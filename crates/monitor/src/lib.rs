//! PHC alert monitor.
//!
//! Ties the API client and local alert state together for the operator
//! surface:
//!
//! - [`DashboardService`]: reads with live, cached or mock data, the merged
//!   alert feed, and simulated-alert outreach
//! - [`Poller`]: cancellable periodic refresh
//! - [`MonitorConfig`]: environment configuration
//!
//! # Example
//!
//! ```no_run
//! use std::sync::Arc;
//!
//! use alert_store::{AlertSignals, MemoryStore};
//! use monitor::DashboardService;
//! use phc_api::{ApiConfig, ApiParams, PhcApiClient};
//!
//! # async fn example() -> Result<(), Box<dyn std::error::Error>> {
//! let api = PhcApiClient::new(ApiConfig::default())?;
//! let service = DashboardService::new(
//!     Arc::new(api),
//!     Arc::new(MemoryStore::new()),
//!     AlertSignals::new(),
//! );
//!
//! let feed = service.alerts_feed(&ApiParams::new()).await;
//! if feed.using_mock_data() {
//!     eprintln!("API unavailable, showing fallback data");
//! }
//! # Ok(())
//! # }
//! ```

pub mod config;
pub mod console;
pub mod error;
pub mod poller;
pub mod render;
pub mod service;

pub use config::{ConfigError, MonitorConfig};
pub use error::{MonitorError, Result};
pub use poller::{PollHandle, Poller};
pub use service::{DashboardService, Fetched, Origin};
//! The simulated alert log.
//!
//! Operators can "send" an outreach alert for a facility from the dashboard.
//! Those alerts never reach a server; they are kept newest-first in the local
//! key-value store under [`SIMULATED_ALERTS_KEY`], capped at
//! [`MAX_SIMULATED_ALERTS`] entries.

use std::fmt;
use std::sync::Arc;

use chrono::Utc;
use phc_core::{iso_timestamp, AlertKind, AlertLevel, Facility};
use rand::distributions::Alphanumeric;
use rand::Rng;
use serde::{Deserialize, Serialize};
use tracing::{info, warn};

use crate::error::Result;
use crate::kv::KeyValueStore;
use crate::signals::{AlertSignal, AlertSignals};

/// Storage key for the simulated alert list.
pub const SIMULATED_ALERTS_KEY: &str = "simulatedAlerts";

/// Maximum number of retained simulated alerts.
pub const MAX_SIMULATED_ALERTS: usize = 100;

/// The alert kinds an operator can trigger.
#[derive(Debug, Clone, Copy, Default, PartialEq, Eq, Hash, Serialize, Deserialize)]
#[serde(rename_all = "lowercase")]
pub enum SimulatedKind {
    #[default]
    Outbreak,
    Resource,
    Underserved,
}

impl SimulatedKind {
    /// Fixed severity for each kind.
    pub fn severity(&self) -> Severity {
        match self {
            Self::Outbreak => Severity::High,
            Self::Resource => Severity::Medium,
            Self::Underserved => Severity::Low,
        }
    }

    pub fn as_str(&self) -> &'static str {
        match self {
            Self::Outbreak => "outbreak",
            Self::Resource => "resource",
            Self::Underserved => "underserved",
        }
    }

    /// Outreach message template for a facility name.
    pub fn message_for(&self, facility_name: &str) -> String {
        match self {
            Self::Outbreak => format!(
                "Malaria outbreak detected at {}. Cases increased significantly.",
                facility_name
            ),
            Self::Resource => format!(
                "Resource shortage at {}. Critical drug stock levels reported.",
                facility_name
            ),
            Self::Underserved => format!(
                "{} flagged as underserved. Requires immediate attention.",
                facility_name
            ),
        }
    }
}

impl fmt::Display for SimulatedKind {
    fn fmt(&self, f: &mut fmt::Formatter<'_>) -> fmt::Result {
        f.write_str(self.as_str())
    }
}

impl std::str::FromStr for SimulatedKind {
    type Err = String;

    fn from_str(s: &str) -> std::result::Result<Self, Self::Err> {
        match s.trim().to_ascii_lowercase().as_str() {
            "outbreak" => Ok(Self::Outbreak),
            "resource" => Ok(Self::Resource),
            "underserved" => Ok(Self::Underserved),
            other => Err(format!(
                "unknown alert kind '{}' (expected outbreak, resource or underserved)",
                other
            )),
        }
    }
}

impl From<SimulatedKind> for AlertKind {
    fn from(kind: SimulatedKind) -> Self {
        match kind {
            SimulatedKind::Outbreak => AlertKind::Outbreak,
            SimulatedKind::Resource => AlertKind::Resource,
            SimulatedKind::Underserved => AlertKind::Underserved,
        }
    }
}

/// Severity of a simulated alert.
#[derive(Debug, Clone, Copy, Default, PartialEq, Eq, Hash, Serialize, Deserialize)]
#[serde(rename_all = "lowercase")]
pub enum Severity {
    Low,
    Medium,
    #[default]
    High,
}

impl From<Severity> for AlertLevel {
    fn from(severity: Severity) -> Self {
        match severity {
            Severity::Low => AlertLevel::Low,
            Severity::Medium => AlertLevel::Medium,
            Severity::High => AlertLevel::High,
        }
    }
}

/// A locally recorded outreach alert. Immutable once created.
///
/// Field names on disk match the dashboard's existing `simulatedAlerts`
/// entries.
#[derive(Debug, Clone, PartialEq, Serialize, Deserialize)]
pub struct SimulatedAlert {
    pub id: String,
    #[serde(rename = "phc_id")]
    pub facility_id: String,
    #[serde(rename = "phc_name")]
    pub facility_name: String,
    #[serde(rename = "phc_lga", default)]
    pub local_government_area: String,
    #[serde(rename = "phc_state", default)]
    pub state: String,
    #[serde(rename = "alert_type", alias = "type", default)]
    pub kind: SimulatedKind,
    #[serde(default)]
    pub severity: Severity,
    pub message: String,
    pub timestamp: String,
    #[serde(default, skip_serializing_if = "Option::is_none")]
    pub channel: Option<String>,
}

impl SimulatedAlert {
    /// Build a new alert for a facility, stamped with the current time.
    pub fn new(facility: &Facility, kind: SimulatedKind) -> Self {
        let now = Utc::now();
        Self {
            id: generate_id(now.timestamp_millis()),
            facility_id: facility.id.clone(),
            facility_name: facility.display_name.clone(),
            local_government_area: facility.local_government_area.clone(),
            state: facility.state.clone(),
            kind,
            severity: kind.severity(),
            message: kind.message_for(&facility.display_name),
            timestamp: iso_timestamp(now),
            channel: None,
        }
    }
}

/// `sim_<millis>_<9 random base-36 chars>`.
fn generate_id(millis: i64) -> String {
    let suffix: String = rand::thread_rng()
        .sample_iter(&Alphanumeric)
        .take(9)
        .map(|b| (b as char).to_ascii_lowercase())
        .collect();
    format!("sim_{}_{}", millis, suffix)
}

/// Persisted log of simulated alerts.
///
/// `record` and `clear` each do one read-modify-write against the backing
/// store and then broadcast a signal. Listeners should call [`load`] again
/// on any signal.
///
/// [`load`]: SimulatedAlertStore::load
#[derive(Clone)]
pub struct SimulatedAlertStore {
    kv: Arc<dyn KeyValueStore>,
    signals: AlertSignals,
}

impl SimulatedAlertStore {
    pub fn new(kv: Arc<dyn KeyValueStore>, signals: AlertSignals) -> Self {
        Self { kv, signals }
    }

    /// The signal channel this store notifies.
    pub fn signals(&self) -> &AlertSignals {
        &self.signals
    }

    /// Read the log, newest first.
    ///
    /// Unreadable or corrupt storage is logged and reads as empty.
    pub fn load(&self) -> Vec<SimulatedAlert> {
        let stored = match self.kv.get(SIMULATED_ALERTS_KEY) {
            Ok(Some(stored)) => stored,
            Ok(None) => return Vec::new(),
            Err(e) => {
                warn!("Failed to read simulated alerts: {}", e);
                return Vec::new();
            }
        };

        let entries: Vec<serde_json::Value> = match serde_json::from_str(&stored) {
            Ok(entries) => entries,
            Err(e) => {
                warn!("Discarding corrupt simulated alert log: {}", e);
                return Vec::new();
            }
        };

        let total = entries.len();
        let alerts: Vec<SimulatedAlert> = entries
            .into_iter()
            .filter_map(|entry| serde_json::from_value(entry).ok())
            .collect();

        if alerts.len() < total {
            warn!(
                skipped = total - alerts.len(),
                "Skipping unreadable simulated alert entries"
            );
        }
        alerts
    }

    /// Record a new alert for `facility` and notify listeners.
    pub fn record(&self, facility: &Facility, kind: SimulatedKind) -> Result<SimulatedAlert> {
        let alert = SimulatedAlert::new(facility, kind);

        let mut alerts = self.load();
        alerts.insert(0, alert.clone());
        alerts.truncate(MAX_SIMULATED_ALERTS);

        self.kv
            .set(SIMULATED_ALERTS_KEY, &serde_json::to_string(&alerts)?)?;

        info!(
            alert_id = %alert.id,
            facility = %alert.facility_name,
            kind = %kind,
            "Recorded simulated alert"
        );
        self.signals.notify(AlertSignal::AlertSimulated);
        Ok(alert)
    }

    /// Remove the whole log and notify listeners.
    pub fn clear(&self) -> Result<()> {
        self.kv.remove(SIMULATED_ALERTS_KEY)?;
        info!("Cleared simulated alert log");
        self.signals.notify(AlertSignal::AlertsCleared);
        Ok(())
    }
}

impl fmt::Debug for SimulatedAlertStore {
    fn fmt(&self, f: &mut fmt::Formatter<'_>) -> fmt::Result {
        f.debug_struct("SimulatedAlertStore")
            .field("signals", &self.signals)
            .finish_non_exhaustive()
    }
}
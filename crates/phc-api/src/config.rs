//! Configuration types for phc-api.

use std::env;
use std::time::Duration;

use crate::error::ApiError;

/// Default API base path.
pub const DEFAULT_BASE_URL: &str = "http://127.0.0.1:8000/api/v1";

/// Default request timeout.
pub const DEFAULT_TIMEOUT: Duration = Duration::from_secs(30);

/// Configuration for connecting to the PHC insight API.
#[derive(Debug, Clone)]
pub struct ApiConfig {
    /// Base path of the API (e.g., "http://localhost:8000/api/v1").
    pub base_url: String,
    /// Per-request timeout.
    pub timeout: Duration,
}

impl ApiConfig {
    /// Create a new configuration with the given base URL.
    pub fn new(base_url: impl Into<String>) -> Self {
        Self {
            base_url: base_url.into(),
            timeout: DEFAULT_TIMEOUT,
        }
    }

    /// Override the request timeout.
    pub fn with_timeout(mut self, timeout: Duration) -> Self {
        self.timeout = timeout;
        self
    }

    /// Load configuration from environment variables.
    ///
    /// | Variable | Description | Default |
    /// |----------|-------------|---------|
    /// | `PHC_API_URL` | API base path (alias `PHC_API_BASE_URL`) | `http://127.0.0.1:8000/api/v1` |
    /// | `PHC_API_TIMEOUT_SECS` | Request timeout in seconds | `30` |
    pub fn from_env() -> Result<Self, ApiError> {
        let base_url = env::var("PHC_API_URL")
            .or_else(|_| env::var("PHC_API_BASE_URL"))
            .unwrap_or_else(|_| DEFAULT_BASE_URL.to_string());

        let timeout = match env::var("PHC_API_TIMEOUT_SECS") {
            Ok(raw) => raw
                .trim()
                .parse::<u64>()
                .map(Duration::from_secs)
                .map_err(|_| ApiError::Config(format!("invalid PHC_API_TIMEOUT_SECS: {}", raw)))?,
            Err(_) => DEFAULT_TIMEOUT,
        };

        Ok(Self { base_url, timeout })
    }

    /// Build the URL for an endpoint path.
    pub fn endpoint_url(&self, path: &str) -> String {
        format!(
            "{}/{}",
            self.base_url.trim_end_matches('/'),
            path.trim_start_matches('/')
        )
    }
}

impl Default for ApiConfig {
    fn default() -> Self {
        Self::new(DEFAULT_BASE_URL)
    }
}
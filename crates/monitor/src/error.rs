//! Error types for the monitor.

use alert_store::StoreError;
use phc_api::ApiError;
use thiserror::Error;

/// Errors raised by dashboard operations.
#[derive(Debug, Error)]
pub enum MonitorError {
    /// No facility in the current list matches the id.
    #[error("Unknown facility: {0}")]
    UnknownFacility(String),

    /// Local state could not be written.
    #[error("Store error: {0}")]
    Store(#[from] StoreError),

    /// An API call without a fallback failed.
    #[error("API error: {0}")]
    Api(#[from] ApiError),
}

/// Result type for monitor operations.
pub type Result<T> = std::result::Result<T, MonitorError>;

- - -

| Work task |
Go through the records above and, whenever a line includes the word "ApiConfig", copy it.

| Task response |
//! use phc_api::{ApiConfig, ApiParams, PhcApiClient};
//! let api = PhcApiClient::new(ApiConfig::default())?;
pub struct ApiConfig {
impl ApiConfig {
impl Default for ApiConfig {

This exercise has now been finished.